A bit like buses – you’re waiting for ages and then two come along at once.  Two important documents were published in July:


Action for Roads – a Network for the 21st Century

Most comment has focussed on turning the Highways Agency in to a government-owned company and giving it long-term rather than annual funding.  These bring it more into line with the rail sector and encourage better long-term investment planning.  This is good news and there will also be a road user champion role to promote user interests.

Less trumpeted in the press it the immediate response is the development of a Roads Investment Strategy (RIS).  Over time this: is intended to:

  • Articulate government’s ambition for the road network;
  • Include a performance specification;
  • Identify operations priorities as well as schemes and enhancements; and
  • Provide a “vision for how the road network should function.

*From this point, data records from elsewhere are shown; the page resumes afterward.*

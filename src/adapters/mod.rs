//! Concrete adapter implementations for ports.

pub mod alpaca_broker;
pub mod broker_quotes;
pub mod chart_svg;
pub mod csv_adapter;
pub mod file_config_adapter;
pub mod finnhub_quotes;
pub mod openai_advisor;
pub mod paper_broker;
pub mod polygon_universe;
#[cfg(feature = "postgres")]
pub mod postgres_quote_store;
#[cfg(feature = "sqlite")]
pub mod sqlite_quote_store;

It will provide transparency and certainty to businesses, inward investors, local authorities and others, so they can build their own investment plans with certainty about road development.”

The last point is important.  Recent work initially sponsored by ITS(UK) shows that lack of vision and of interoperability standards is limiting industry willingness to invest.

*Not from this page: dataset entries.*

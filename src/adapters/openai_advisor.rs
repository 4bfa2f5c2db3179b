//! OpenAI chat-completions advisor.

use crate::domain::error::HftaError;
use crate::ports::advisor_port::AdvisorPort;
use crate::ports::config_port::ConfigPort;
use async_trait::async_trait;
use serde::Deserialize;
use serde_json::{Value, json};
use std::time::Duration;

const BASE_URL: &str = "https://api.openai.com/v1";
const DEFAULT_MODEL: &str = "gpt-4o-mini";

fn advisor_error(reason: impl std::fmt::Display) -> HftaError {
    HftaError::Advisor {
        reason: reason.to_string(),
    }
}

#[derive(Debug, Clone, PartialEq)]
pub struct OpenAiConfig {
    pub model: String,
    pub temperature: f64,
    pub max_output_tokens: u32,
    pub timeout: Duration,
    pub base_url: String,
}

impl Default for OpenAiConfig {
    fn default() -> Self {
        Self {
            model: DEFAULT_MODEL.to_string(),
            temperature: 0.2,
            max_output_tokens: 512,
            timeout: Duration::from_secs(60),
            base_url: BASE_URL.to_string(),
        }
    }
}

impl OpenAiConfig {
    /// Read `model`, `temperature` and `max_output_tokens` from `section`,
    /// falling back to `[ai]` and then the defaults.
    pub fn from_config(config: &dyn ConfigPort, section: &str) -> Self {
        let d = Self::default();
        let model = config
            .get_string(section, "model")
            .or_else(|| config.get_string("ai", "model"))
            .filter(|m| !m.trim().is_empty())
            .unwrap_or(d.model);
        let temperature = config.get_double(
            section,
            "temperature",
            config.get_double("ai", "temperature", d.temperature),
        );
        let max_output_tokens = config
            .get_int(
                section,
                "max_output_tokens",
                config.get_int("ai", "max_output_tokens", i64::from(d.max_output_tokens)),
            )
            .clamp(1, i64::from(u32::MAX)) as u32;
        Self {
            model,
            temperature,
            max_output_tokens,
            timeout: d.timeout,
            base_url: config.get_string("ai", "base_url").unwrap_or(d.base_url),
        }
    }
}

/// `HFTA_OPENAI_API_KEY`, then `OPENAI_API_KEY`.
pub fn resolve_api_key(env: impl Fn(&str) -> Option<String>) -> Result<String, HftaError> {
    env("HFTA_OPENAI_API_KEY")
        .or_else(|| env("OPENAI_API_KEY"))
        .filter(|k| !k.trim().is_empty())
        .ok_or_else(|| HftaError::ConfigMissing {
            section: "ai".into(),
            key: "HFTA_OPENAI_API_KEY / OPENAI_API_KEY".into(),
        })
}

/// Request body for `/chat/completions`. The state goes in its own user turn.
pub fn request_body(
    config: &OpenAiConfig,
    system_prompt: &str,
    user_prompt: &str,
    state_json: &str,
) -> Value {
    json!({
        "model": config.model,
        "messages": [
            {"role": "system", "content": system_prompt},
            {"role": "user", "content": user_prompt},
            {"role": "user", "content": format!("Current state JSON:\n{state_json}")},
        ],
        "temperature": config.temperature,
        "max_completion_tokens": config.max_output_tokens,
        "response_format": {"type": "json_object"},
    })
}

#[derive(Debug, Deserialize)]
struct ChatResponse {
    #[serde(default)]
    choices: Vec<Choice>,
}

#[derive(Debug, Deserialize)]
struct Choice {
    message: Message,
}

#[derive(Debug, Deserialize)]
struct Message {
    content: Option<String>,
}

/// Pull the first choice's content; empty replies are errors.
pub fn extract_content(payload: &Value) -> Result<String, HftaError> {
    let response: ChatResponse =
        serde_json::from_value(payload.clone()).map_err(advisor_error)?;
    response
        .choices
        .into_iter()
        .next()
        .and_then(|c| c.message.content)
        .filter(|c| !c.trim().is_empty())
        .ok_or_else(|| advisor_error("empty content in model response"))
}

pub struct OpenAiAdvisor {
    client: reqwest::Client,
    api_key: String,
    config: OpenAiConfig,
}

impl OpenAiAdvisor {
    pub fn new(config: OpenAiConfig) -> Result<Self, HftaError> {
        let api_key = resolve_api_key(|k| std::env::var(k).ok())?;
        let client = reqwest::Client::builder()
            .timeout(config.timeout)
            .build()
            .map_err(advisor_error)?;
        tracing::info!("OpenAI advisor initialized with model={}", config.model);
        Ok(Self {
            client,
            api_key,
            config,
        })
    }

    pub fn config(&self) -> &OpenAiConfig {
        &self.config
    }
}

#[async_trait]
impl AdvisorPort for OpenAiAdvisor {
    async fn complete(
        &self,
        system_prompt: &str,
        user_prompt: &str,
        state_json: &str,
    ) -> Result<String, HftaError> {
        let url = format!("{}/chat/completions", self.config.base_url.trim_end_matches('/'));
        let resp = self
            .client
            .post(&url)
            .bearer_auth(&self.api_key)
            .json(&request_body(&self.config, system_prompt, user_prompt, state_json))
            .send()
            .await
            .map_err(advisor_error)?;

        let status = resp.status();
        if !status.is_success() {
            let body = resp.text().await.unwrap_or_default();
            return Err(advisor_error(format!("{status}: {body}")));
        }
        let payload: Value = resp.json().await.map_err(advisor_error)?;
        extract_content(&payload)
    }
}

In the longer term, the RIS is expected to be aligned with investment decisions for rail.

This looks like the beginnings of strong coherent thinking about strategic roads.  None of this thinking is fully developed and will need shaping over coming years.

There is also thinking about local roads in the document, but this is a good deal less well developed.  However, the importance of coordinated land use and transport planning is recognised. 


The Vision and Direction for London’s Streets and Roads

This complements the DfT document and is focussed on urban roads.  It recognises that streets have different functions – as places as well as conduits – and that, as thoroughfares, streets may have strategic and local significance.  It proposes a typology of roads according to place and movement function to underpin sound investment thinking.

It identifies a toolbox of measures:

  • Infrastructure and assets fit for the future.
  • More efficient/flexible use of space
  • Intelligent systems and management.
  • Changing behaviour/managing demand
  • Substitute/relocated/enhanced capacity.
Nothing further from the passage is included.